Updated World of Glass Map
The National Glass Association hosts the World of Glass Map, a comprehensive industry resource working to represent the glass building products supply chain. The World of Glass offers two ways to interact:
- Find an interactive map at glass.org/world-glass-map. Map users can find information about global float glass manufacturing locations, top-grossing North American glass fabricators and their fabrication capabilities, as well as U.S. recycling facilities. Locations can be browsed or searched for by name and location. The online map is continually updated with new information. If you don’t see a location you feel should be included, let us know!
- Download the World of Glass Map database. Newly updated as of August 2025, this sortable spreadsheet features three separate databases representing different parts of the supply chain: a global float manufacturing database, a North American glass fabricator database, and a U.S. glass recycling database.
Float, fabricator and recycling databases all include company name and location information. Additionally, the float database includes the number of float lines (as is available) and the fabricator database features reported fabrication capabilities.

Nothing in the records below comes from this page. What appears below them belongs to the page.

//! # Service Registration
//!
//! The records a server hands to [`ReflectionIndex::build`](crate::index::ReflectionIndex::build),
//! one per hosted service.
//!
//! A registration always carries the fully-qualified service name and, when the
//! service is backed by a Protobuf schema, the file descriptor declaring it. Services
//! without a descriptor are accepted and simply left out of the index.
use prost_reflect::{DescriptorPool, FileDescriptor, ServiceDescriptor};
use tonic::server::NamedService;

#[derive(Debug, Clone)]
pub struct ServiceRegistration {
    name: String,
    file: Option<FileDescriptor>,
}

impl ServiceRegistration {
    pub fn new(name: impl Into<String>, file: Option<FileDescriptor>) -> Self {
        Self {
            name: name.into(),
            file,
        }
    }

    /// A service hosted without any schema descriptor.
    pub fn without_descriptor(name: impl Into<String>) -> Self {
        Self::new(name, None)
    }

    /// Looks `name` up in `pool`; the registration has no descriptor when the pool
    /// does not declare such service.
    pub fn from_pool(pool: &DescriptorPool, name: &str) -> Self {
        let file = pool
            .get_service_by_name(name)
            .map(|service| service.parent_file());

        Self::new(name, file)
    }

    /// Registration for a tonic server type, resolved by its [`NamedService::NAME`].
    ///
    /// ```rust,ignore
    /// let registration = ServiceRegistration::named::<GreeterServer<MyGreeter>>(&pool);
    /// ```
    pub fn named<S: NamedService>(pool: &DescriptorPool) -> Self {
        Self::from_pool(pool, S::NAME)
    }

    /// One registration per service declared anywhere in `pool`.
    pub fn all_from_pool(pool: &DescriptorPool) -> impl Iterator<Item = Self> + '_ {
        pool.services().map(|service| Self::from(&service))
    }

    pub fn name(&self) -> &str {
        &self.name
    }

    pub fn file(&self) -> Option<&FileDescriptor> {
        self.file.as_ref()
    }

    pub(crate) fn into_parts(self) -> (String, Option<FileDescriptor>) {
        (self.name, self.file)
    }
}

impl From<&ServiceDescriptor> for ServiceRegistration {
    fn from(service: &ServiceDescriptor) -> Self {
        Self::new(service.full_name(), Some(service.parent_file()))
    }
}
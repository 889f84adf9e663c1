//! # Reflection Index
//!
//! The immutable symbol table answering every reflection query.
//!
//! A [`ReflectionIndex`] is built exactly once from the final list of
//! [`ServiceRegistration`]s of a server. Building walks the dependency graph of every
//! registered service's file breadth-first, visiting each file once, and registers:
//!
//! * every file by name,
//! * every service, method and message type by fully-qualified name,
//! * every extension by `(containing type, field number)`.
//!
//! Each of those namespaces must be free of collisions; a collision aborts the build
//! with an [`IndexBuildError`]. Once built, the index is never mutated and can be
//! shared by reference (usually behind an `Arc`) between any number of concurrent
//! reflection streams.
mod closure;
mod walker;


pub use closure::{encode_closure, file_closure};

use crate::registration::ServiceRegistration;
use prost_reflect::FileDescriptor;
use std::collections::{BTreeMap, BTreeSet, HashMap};
use walker::IndexBuilder;

/// Schema inconsistencies detected while building a [`ReflectionIndex`].
///
/// They signal two distinct schema files defining the same name and are never
/// recoverable: the server should refuse to start.
#[derive(Debug, Clone, PartialEq, Eq, thiserror::Error)]
pub enum IndexBuildError {
    #[error("File name already used: {0}")]
    DuplicateFile(String),

    #[error("Service already defined: {0}")]
    DuplicateService(String),

    #[error("Method already defined: {method} in {service}")]
    DuplicateMethod { service: String, method: String },

    #[error("Type already defined: {0}")]
    DuplicateType(String),

    #[error("Extension name {containing_type} and number {number} are already defined")]
    DuplicateExtension { containing_type: String, number: u32 },
}

/// Lookup tables over the schema of every descriptor-backed service of a server.
#[derive(Debug, Clone, Default)]
pub struct ReflectionIndex {
    service_names: BTreeSet<String>,
    by_file_name: HashMap<String, FileDescriptor>,
    by_symbol: HashMap<String, FileDescriptor>,
    by_extension: HashMap<String, BTreeMap<u32, FileDescriptor>>,
}

impl ReflectionIndex {
    /// Builds the index from the registered services, in registration order.
    ///
    /// Registrations without a file descriptor are skipped.
    ///
    /// # Returns
    ///
    /// * `Ok(index)` - Every reachable file was indexed without collisions.
    /// * `Err(IndexBuildError)` - Two files define the same file name, symbol or extension,
    ///   or the same service was registered twice.
    pub fn build<I>(registrations: I) -> Result<Self, IndexBuildError>
    where
        I: IntoIterator<Item = ServiceRegistration>,
    {
        let mut builder = IndexBuilder::default();

        for registration in registrations {
            builder.register(registration)?;
        }

        let index = builder.finish()?;

        tracing::info!(
            services = index.service_names.len(),
            files = index.by_file_name.len(),
            symbols = index.by_symbol.len(),
            extensions = index.by_extension.values().map(BTreeMap::len).sum::<usize>(),
            "Reflection index built"
        );

        Ok(index)
    }

    /// Fully-qualified names of every registered, descriptor-backed service, sorted.
    pub fn service_names(&self) -> impl ExactSizeIterator<Item = &str> {
        self.service_names.iter().map(String::as_str)
    }

    /// The file registered under `name` (e.g. `my/package/v1/service.proto`).
    pub fn file_by_name(&self, name: &str) -> Option<&FileDescriptor> {
        self.by_file_name.get(name)
    }

    /// The file declaring the service, method or message type named `symbol`.
    pub fn file_by_symbol(&self, symbol: &str) -> Option<&FileDescriptor> {
        self.by_symbol.get(symbol)
    }

    /// The file declaring extension `number` of the message type `containing_type`.
    pub fn file_by_extension(&self, containing_type: &str, number: u32) -> Option<&FileDescriptor> {
        self.by_extension
            .get(containing_type)
            .and_then(|extensions| extensions.get(&number))
    }

    /// Field numbers of every registered extension of `containing_type`, ascending.
    ///
    /// Unknown types and types without extensions both yield an empty list.
    pub fn extension_numbers_of_type(&self, containing_type: &str) -> Vec<u32> {
        self.by_extension
            .get(containing_type)
            .map(|extensions| extensions.keys().copied().collect())
            .unwrap_or_default()
    }

    /// Names of every indexed file, sorted.
    pub fn files(&self) -> Vec<&str> {
        let mut files: Vec<&str> = self.by_file_name.keys().map(String::as_str).collect();
        files.sort_unstable();
        files
    }

    /// Every indexed symbol, sorted.
    pub fn symbols(&self) -> Vec<&str> {
        let mut symbols: Vec<&str> = self.by_symbol.keys().map(String::as_str).collect();
        symbols.sort_unstable();
        symbols
    }

    /// Every extended type with the field numbers of its extensions.
    pub fn extensions(&self) -> BTreeMap<&str, Vec<u32>> {
        self.by_extension
            .iter()
            .map(|(containing_type, numbers)| {
                (containing_type.as_str(), numbers.keys().copied().collect())
            })
            .collect()
    }
}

Resources from the National Glass Association
Download the following resources from glass.org/store:
Tariffs reshape float and patterned glass supply in unexpected ways
Fernando Diez, vice president of marketing, Vitro Architectural Glass, says that the “new reality” resulting from tariffs have “impacted the supply chain at all levels, including our customers.” Nevertheless, the company has been working to increase domestic production capacity and local sourcing, he says. “Fortunately for Vitro, this has not impacted us given the flexibility of our manufacturing network, where we are able to leverage our capacity of shifting production across our North American assets to accommodate demand. We also anticipated these challenges and have been transparent with our network of customers to ensure minimal impact to operations.”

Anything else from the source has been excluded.